▶ Exercise: Search the entries below. Return every line that has "RegisterInput" in it.

Extracted data entries:
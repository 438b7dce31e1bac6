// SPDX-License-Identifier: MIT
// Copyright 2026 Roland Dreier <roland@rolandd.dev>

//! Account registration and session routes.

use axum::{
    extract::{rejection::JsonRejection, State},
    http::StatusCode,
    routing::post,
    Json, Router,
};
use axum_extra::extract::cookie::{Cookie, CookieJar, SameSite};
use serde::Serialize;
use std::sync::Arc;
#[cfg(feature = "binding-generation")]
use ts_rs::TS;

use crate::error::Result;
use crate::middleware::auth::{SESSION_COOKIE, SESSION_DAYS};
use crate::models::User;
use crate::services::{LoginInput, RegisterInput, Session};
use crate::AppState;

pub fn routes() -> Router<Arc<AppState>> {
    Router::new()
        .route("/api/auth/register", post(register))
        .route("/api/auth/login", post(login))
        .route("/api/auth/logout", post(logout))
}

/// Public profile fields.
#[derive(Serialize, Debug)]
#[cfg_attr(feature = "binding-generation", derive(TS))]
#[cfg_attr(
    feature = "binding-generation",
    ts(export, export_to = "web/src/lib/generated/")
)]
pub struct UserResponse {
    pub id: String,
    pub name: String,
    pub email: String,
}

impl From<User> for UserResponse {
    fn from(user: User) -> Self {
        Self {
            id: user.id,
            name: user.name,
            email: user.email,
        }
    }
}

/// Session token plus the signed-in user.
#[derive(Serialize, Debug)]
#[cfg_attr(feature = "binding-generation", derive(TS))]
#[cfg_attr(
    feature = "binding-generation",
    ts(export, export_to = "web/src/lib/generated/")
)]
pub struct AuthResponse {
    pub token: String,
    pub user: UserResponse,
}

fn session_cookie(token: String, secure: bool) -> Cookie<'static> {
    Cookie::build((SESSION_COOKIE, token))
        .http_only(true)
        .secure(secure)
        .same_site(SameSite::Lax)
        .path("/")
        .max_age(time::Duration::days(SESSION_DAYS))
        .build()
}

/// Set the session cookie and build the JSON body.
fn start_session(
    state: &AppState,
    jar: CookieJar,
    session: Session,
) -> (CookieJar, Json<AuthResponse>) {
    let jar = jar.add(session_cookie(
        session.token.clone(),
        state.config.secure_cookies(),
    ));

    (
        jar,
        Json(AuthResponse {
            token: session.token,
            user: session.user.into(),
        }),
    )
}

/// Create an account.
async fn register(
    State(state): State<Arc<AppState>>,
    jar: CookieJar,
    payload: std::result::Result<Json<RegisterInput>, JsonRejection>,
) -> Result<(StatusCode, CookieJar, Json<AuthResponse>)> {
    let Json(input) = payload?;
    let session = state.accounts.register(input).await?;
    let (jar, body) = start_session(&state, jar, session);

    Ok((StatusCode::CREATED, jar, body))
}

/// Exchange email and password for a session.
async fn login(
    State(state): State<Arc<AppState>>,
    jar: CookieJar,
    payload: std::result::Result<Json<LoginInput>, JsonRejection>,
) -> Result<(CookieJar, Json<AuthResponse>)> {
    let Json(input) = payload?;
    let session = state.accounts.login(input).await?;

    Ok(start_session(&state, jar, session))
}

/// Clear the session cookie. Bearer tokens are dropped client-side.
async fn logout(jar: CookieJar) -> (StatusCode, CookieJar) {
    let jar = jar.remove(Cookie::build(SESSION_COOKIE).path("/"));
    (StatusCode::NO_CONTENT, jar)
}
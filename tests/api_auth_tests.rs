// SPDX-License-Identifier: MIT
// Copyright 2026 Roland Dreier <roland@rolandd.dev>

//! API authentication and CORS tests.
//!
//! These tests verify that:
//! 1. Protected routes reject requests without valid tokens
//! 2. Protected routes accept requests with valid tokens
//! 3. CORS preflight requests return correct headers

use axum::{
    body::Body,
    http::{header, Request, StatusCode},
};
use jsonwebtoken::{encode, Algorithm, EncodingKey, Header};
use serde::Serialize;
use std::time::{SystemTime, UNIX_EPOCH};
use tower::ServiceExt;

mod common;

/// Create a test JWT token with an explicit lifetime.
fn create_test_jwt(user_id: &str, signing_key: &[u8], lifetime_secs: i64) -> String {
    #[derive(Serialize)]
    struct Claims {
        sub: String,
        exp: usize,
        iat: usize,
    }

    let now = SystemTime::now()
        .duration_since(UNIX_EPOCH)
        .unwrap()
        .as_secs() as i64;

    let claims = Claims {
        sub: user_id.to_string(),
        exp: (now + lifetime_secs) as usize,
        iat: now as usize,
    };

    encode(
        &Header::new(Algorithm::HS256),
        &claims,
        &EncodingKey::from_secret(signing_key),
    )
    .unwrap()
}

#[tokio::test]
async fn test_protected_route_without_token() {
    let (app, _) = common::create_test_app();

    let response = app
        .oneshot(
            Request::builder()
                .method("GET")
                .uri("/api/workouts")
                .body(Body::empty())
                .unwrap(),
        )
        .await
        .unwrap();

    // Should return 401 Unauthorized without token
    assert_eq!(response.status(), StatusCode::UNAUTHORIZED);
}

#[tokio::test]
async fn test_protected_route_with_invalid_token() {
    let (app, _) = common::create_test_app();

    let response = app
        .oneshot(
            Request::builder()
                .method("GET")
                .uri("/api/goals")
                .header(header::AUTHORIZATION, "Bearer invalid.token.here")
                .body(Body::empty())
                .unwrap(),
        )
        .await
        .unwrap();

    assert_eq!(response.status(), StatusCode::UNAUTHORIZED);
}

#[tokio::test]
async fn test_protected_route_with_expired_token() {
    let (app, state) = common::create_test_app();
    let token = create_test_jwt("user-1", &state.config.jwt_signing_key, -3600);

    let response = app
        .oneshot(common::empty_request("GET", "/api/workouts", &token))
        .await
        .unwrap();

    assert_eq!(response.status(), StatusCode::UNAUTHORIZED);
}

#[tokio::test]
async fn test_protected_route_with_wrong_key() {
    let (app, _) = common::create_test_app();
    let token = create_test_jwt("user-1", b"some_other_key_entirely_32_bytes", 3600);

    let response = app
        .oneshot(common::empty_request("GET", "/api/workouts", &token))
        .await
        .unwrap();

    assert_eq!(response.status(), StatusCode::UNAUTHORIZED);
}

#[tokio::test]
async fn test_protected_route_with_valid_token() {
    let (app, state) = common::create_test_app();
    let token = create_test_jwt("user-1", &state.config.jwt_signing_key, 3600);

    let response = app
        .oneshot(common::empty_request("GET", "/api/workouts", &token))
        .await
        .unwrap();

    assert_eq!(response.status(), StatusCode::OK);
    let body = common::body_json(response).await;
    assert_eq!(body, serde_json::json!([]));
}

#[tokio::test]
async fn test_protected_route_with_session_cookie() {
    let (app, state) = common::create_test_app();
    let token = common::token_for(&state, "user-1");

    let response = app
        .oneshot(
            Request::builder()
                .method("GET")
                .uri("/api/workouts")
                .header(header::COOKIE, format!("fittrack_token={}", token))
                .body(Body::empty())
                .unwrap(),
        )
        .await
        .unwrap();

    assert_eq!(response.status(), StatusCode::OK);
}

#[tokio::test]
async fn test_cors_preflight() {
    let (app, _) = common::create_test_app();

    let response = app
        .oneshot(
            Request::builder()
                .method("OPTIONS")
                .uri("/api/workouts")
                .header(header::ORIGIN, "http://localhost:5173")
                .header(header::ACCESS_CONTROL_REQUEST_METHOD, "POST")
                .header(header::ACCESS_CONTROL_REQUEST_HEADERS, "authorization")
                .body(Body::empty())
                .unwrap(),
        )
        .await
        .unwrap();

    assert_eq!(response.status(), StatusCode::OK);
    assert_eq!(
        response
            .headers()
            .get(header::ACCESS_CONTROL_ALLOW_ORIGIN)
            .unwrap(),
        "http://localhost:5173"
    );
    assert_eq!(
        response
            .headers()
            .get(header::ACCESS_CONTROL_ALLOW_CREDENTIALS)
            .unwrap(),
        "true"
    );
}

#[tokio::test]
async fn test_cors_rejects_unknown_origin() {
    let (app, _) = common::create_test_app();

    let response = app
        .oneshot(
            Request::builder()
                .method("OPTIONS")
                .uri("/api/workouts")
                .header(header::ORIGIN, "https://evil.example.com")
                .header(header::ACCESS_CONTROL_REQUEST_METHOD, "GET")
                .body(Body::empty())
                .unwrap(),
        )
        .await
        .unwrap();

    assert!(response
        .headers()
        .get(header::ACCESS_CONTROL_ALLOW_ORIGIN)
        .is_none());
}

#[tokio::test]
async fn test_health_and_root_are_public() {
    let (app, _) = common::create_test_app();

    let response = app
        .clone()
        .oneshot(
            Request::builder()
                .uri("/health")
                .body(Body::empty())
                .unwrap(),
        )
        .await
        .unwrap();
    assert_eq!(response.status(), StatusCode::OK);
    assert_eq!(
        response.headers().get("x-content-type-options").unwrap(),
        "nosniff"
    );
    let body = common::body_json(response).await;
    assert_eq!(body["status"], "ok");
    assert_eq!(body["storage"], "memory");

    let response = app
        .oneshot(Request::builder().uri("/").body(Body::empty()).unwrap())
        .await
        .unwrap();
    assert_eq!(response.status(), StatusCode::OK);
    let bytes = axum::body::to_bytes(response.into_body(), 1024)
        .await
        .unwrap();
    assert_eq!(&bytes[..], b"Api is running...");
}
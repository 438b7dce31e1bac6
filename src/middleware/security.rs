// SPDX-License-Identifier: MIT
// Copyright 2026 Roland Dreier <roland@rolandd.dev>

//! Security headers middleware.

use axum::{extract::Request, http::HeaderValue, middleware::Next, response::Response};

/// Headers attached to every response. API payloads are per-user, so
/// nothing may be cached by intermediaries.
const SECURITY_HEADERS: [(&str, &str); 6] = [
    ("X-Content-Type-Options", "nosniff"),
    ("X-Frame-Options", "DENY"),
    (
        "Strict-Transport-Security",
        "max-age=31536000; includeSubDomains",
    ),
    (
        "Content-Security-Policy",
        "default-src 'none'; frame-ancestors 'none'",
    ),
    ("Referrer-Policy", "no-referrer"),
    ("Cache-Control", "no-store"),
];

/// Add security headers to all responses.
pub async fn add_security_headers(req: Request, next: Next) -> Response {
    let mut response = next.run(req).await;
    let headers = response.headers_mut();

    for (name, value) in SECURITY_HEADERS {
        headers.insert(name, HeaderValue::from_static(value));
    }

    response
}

▶ Output of the exercise:
use crate::services::{LoginInput, RegisterInput, Session};
    payload: std::result::Result<Json<RegisterInput>, JsonRejection>,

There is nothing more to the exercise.